A. Ethnography is rooted in the Greek words for people and writing. It is a mixed-methods social science research strategy that emphasizes qualitative methods such as interviews and focuses groups to study human behavior. Ethnographic texts are the monographs and articles that anthropologists write and publish based on their systematic research on social and cultural phenomena.
Q. How would you describe this course?
A. This course places a great deal of emphasis on ethnography as a writing genre and research methodology. Students in this course conduct independent ethnographic research. Students are taught ethnography as a literary genre and as a research model. The course engages students in writing essays and stories about people, places, and events.
The course attracts undergraduate and graduate students across different majors, disciplines, and colleges interested in ethnographic methodologies —and especially qualitative research methods, including participant observation, unobtrusive observation, structured and semi-structured interviews, focus groups, life histories, and oral histories, and visual and digital strategies.
Q. What makes this course appealing to students?
A. Students appreciate the opportunity to conduct original research with communities on topics that interest them. Whether a subject they are interested in politically, personally, or intellectually, they enjoy fieldwork and writing assignments, including ethnographic vignettes or reflections based on prompts.

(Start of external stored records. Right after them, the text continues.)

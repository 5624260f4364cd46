//! Roster state and logic (UI-agnostic).

mod nav;
mod state;
mod view;

pub use state::Roster;
pub use view::{DISPLAY_COLUMNS, WeekView, display_text, is_divider_row};
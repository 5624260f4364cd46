mod json;
mod md;

pub use json::{Sheet, parse_schedule};
pub use md::write_week_markdown;
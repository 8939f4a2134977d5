use std::fmt;
use std::path::PathBuf;

use thiserror::Error;

/// What kind of name an [`DataError::InvalidReference`] failed to resolve.
#[derive(Debug, Clone, Copy, PartialEq, Eq)]
pub enum Reference {
    Dataset,
    Period,
    Entity,
}

impl fmt::Display for Reference {
    fn fmt(&self, f: &mut fmt::Formatter<'_>) -> fmt::Result {
        match self {
            Reference::Dataset => write!(f, "dataset"),
            Reference::Period => write!(f, "period"),
            Reference::Entity => write!(f, "locality"),
        }
    }
}

/// Errors raised by the data layer.
#[derive(Debug, Error)]
pub enum DataError {
    /// A configured dataset's backing file is absent.
    #[error("data file not found: {}", path.display())]
    MissingFile { path: PathBuf },

    /// A dataset key, period or locality that does not exist.
    #[error("unknown {kind} '{name}'")]
    InvalidReference { kind: Reference, name: String },

    #[error("failed to read workbook {}", path.display())]
    Workbook {
        path: PathBuf,
        #[source]
        source: calamine::Error,
    },

    #[error("workbook {} has no worksheet", path.display())]
    EmptyWorkbook { path: PathBuf },

    /// The sheet does not follow the expected row/column layout.
    #[error("unexpected sheet layout in {}: {reason}", path.display())]
    UnexpectedLayout { path: PathBuf, reason: String },

    #[error("CSV export failed")]
    Csv(#[from] csv::Error),

    #[error(transparent)]
    Io(#[from] std::io::Error),
}

impl DataError {
    pub fn invalid(kind: Reference, name: impl Into<String>) -> Self {
        DataError::InvalidReference {
            kind,
            name: name.into(),
        }
    }

    pub fn is_missing_file(&self) -> bool {
        matches!(self, DataError::MissingFile { .. })
    }
}

pub type Result<T> = std::result::Result<T, DataError>;
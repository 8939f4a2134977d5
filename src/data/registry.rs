use std::collections::BTreeMap;
use std::path::{Path, PathBuf};

use super::error::Result;
use super::loader::{LoadOptions, load_workbook};
use super::model::{DatasetKey, LabeledTable};

// ---------------------------------------------------------------------------
// Dataset specifications
// ---------------------------------------------------------------------------

/// Everything needed to locate, load and label one dataset.
#[derive(Debug, Clone, Copy, PartialEq, Eq)]
pub struct DatasetSpec {
    pub key: DatasetKey,
    pub file_name: &'static str,
    pub strip_label: &'static str,
    pub drop_total: bool,
    pub title: &'static str,
    pub unit_label: &'static str,
    pub description: &'static str,
}

pub const DATASETS: [DatasetSpec; 4] = [
    DatasetSpec {
        key: DatasetKey::EstablishmentsByState,
        file_name: "estabelecimentos_estados.xlsx",
        strip_label: "UF",
        drop_total: true,
        title: "Estabelecimentos por Estado",
        unit_label: "Nº de Estabelecimentos",
        description: "Quantidade de estabelecimentos do setor de microeletrônica por unidade federativa.",
    },
    DatasetSpec {
        key: DatasetKey::EstablishmentsBySpMunicipality,
        file_name: "estabelecimentos_municipios_sp.xlsx",
        strip_label: "Município-São Paulo",
        drop_total: false,
        title: "Estabelecimentos por Município de SP",
        unit_label: "Nº de Estabelecimentos",
        description: "Quantidade de estabelecimentos nos municípios paulistas.",
    },
    DatasetSpec {
        key: DatasetKey::EmployeesByState,
        file_name: "empregados_estados.xlsx",
        strip_label: "UF",
        drop_total: true,
        title: "Empregados por Estado",
        unit_label: "Nº de Empregados",
        description: "Quantidade de empregados no setor de microeletrônica por unidade federativa.",
    },
    DatasetSpec {
        key: DatasetKey::EmployeesBySpMunicipality,
        file_name: "empregados_municipios_sp.xlsx",
        strip_label: "Município-São Paulo",
        drop_total: false,
        title: "Empregados por Município de SP",
        unit_label: "Nº de Empregados",
        description: "Quantidade de empregados nos municípios paulistas.",
    },
];

impl DatasetKey {
    pub fn spec(self) -> &'static DatasetSpec {
        match self {
            DatasetKey::EstablishmentsByState => &DATASETS[0],
            DatasetKey::EstablishmentsBySpMunicipality => &DATASETS[1],
            DatasetKey::EmployeesByState => &DATASETS[2],
            DatasetKey::EmployeesBySpMunicipality => &DATASETS[3],
        }
    }
}

// ---------------------------------------------------------------------------
// Registry – datasets rooted at a data directory
// ---------------------------------------------------------------------------

#[derive(Debug, Clone)]
pub struct Registry {
    data_dir: PathBuf,
}

impl Registry {
    pub fn new(data_dir: impl Into<PathBuf>) -> Self {
        Registry {
            data_dir: data_dir.into(),
        }
    }

    pub fn data_dir(&self) -> &Path {
        &self.data_dir
    }

    pub fn path_for(&self, key: DatasetKey) -> PathBuf {
        self.data_dir.join(key.spec().file_name)
    }

    /// Load a single dataset. A missing file is an error here.
    pub fn load_one(&self, key: DatasetKey) -> Result<LabeledTable> {
        let spec = key.spec();
        let options = LoadOptions {
            strip_label: spec.strip_label,
            drop_total: spec.drop_total,
        };
        let table = load_workbook(&self.path_for(key), &options)?;
        Ok(LabeledTable {
            key,
            title: spec.title,
            unit_label: spec.unit_label,
            description: spec.description,
            table,
        })
    }

    /// Load every dataset whose file exists; absent files are skipped.
    pub fn load_all(&self) -> Result<BTreeMap<DatasetKey, LabeledTable>> {
        let mut loaded = BTreeMap::new();
        for key in DatasetKey::ALL {
            match self.load_one(key) {
                Ok(table) => {
                    loaded.insert(key, table);
                }
                Err(e) if e.is_missing_file() => {
                    log::info!("skipping {key}: {e}");
                }
                Err(e) => return Err(e),
            }
        }
        log::info!(
            "loaded {}/{} datasets from {}",
            loaded.len(),
            DatasetKey::ALL.len(),
            self.data_dir.display()
        );
        Ok(loaded)
    }

    /// Whether each dataset's backing file currently exists. Never fails.
    pub fn check_availability(&self) -> BTreeMap<DatasetKey, bool> {
        DatasetKey::ALL
            .into_iter()
            .map(|key| (key, self.path_for(key).exists()))
            .collect()
    }
}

Many students talk about how they appreciate finding their voice through the writing assignments.
Some students engage in projects that contribute to their Honors thesis, Master’s thesis, capstone project, or Ph.D. dissertation.
Q. How can students take this course into the workforce?
A. There is a very high demand by different public and private industries for people who have ethnographic skills and can study and write about cultural patterns. Ethnography is both an intellectual process and a marketing toolkit.
The course also emphasizes ethnography as a practice-based research paradigm that guides sociocultural reforms to advance Diversity, Equity, and Inclusion (DEI) policies, practices, and other organizational developments to improve operations and services across various industries.
Ethnography is the study of people. Anybody who works with people may use these tools and skills to improve working conditions.
Businesses are looking for people who can assess problems and create culturally affirming policies. Students who possess ethnographic skills become more marketable.
Q. What got you interested in this subject?
A. Ethnography is my primary research methodology, and I value it because ethnography prioritizes people and their lived experiences. It is also a methodology that advances social justice and human rights.
Additionally, as a cultural and an applied anthropologist, I embrace ethnography because it is the most effective methodology for investigating problems, and assessing and helping to meet a community’s needs.
Q. What’s the most exciting or unusual assignment you give students in this class?
A. Students have said that the most exciting part of the course is their mini-ethnography. It is an assignment that they begin early in the semester. They design an ethnographic study, write a literature review, and then go into the field and collect ethnographic data and write their paper. They conduct collaborative research with members of a community.
The ethnography that they submit at the end of the term is their signature piece. We do quite a bit of reading in the course, and the students learn about writing culture. However, they love the opportunity to write about a problem or a topic that excites them.
The field assignment has been a challenge with COVID-19. Still, students can work around it by working digitally or writing ethnographic vignettes during the semester. These independent research assignments are what students find most enjoyable. They also give an oral presentation of their project at the end of the semester to share with the class what they have learned about their topic.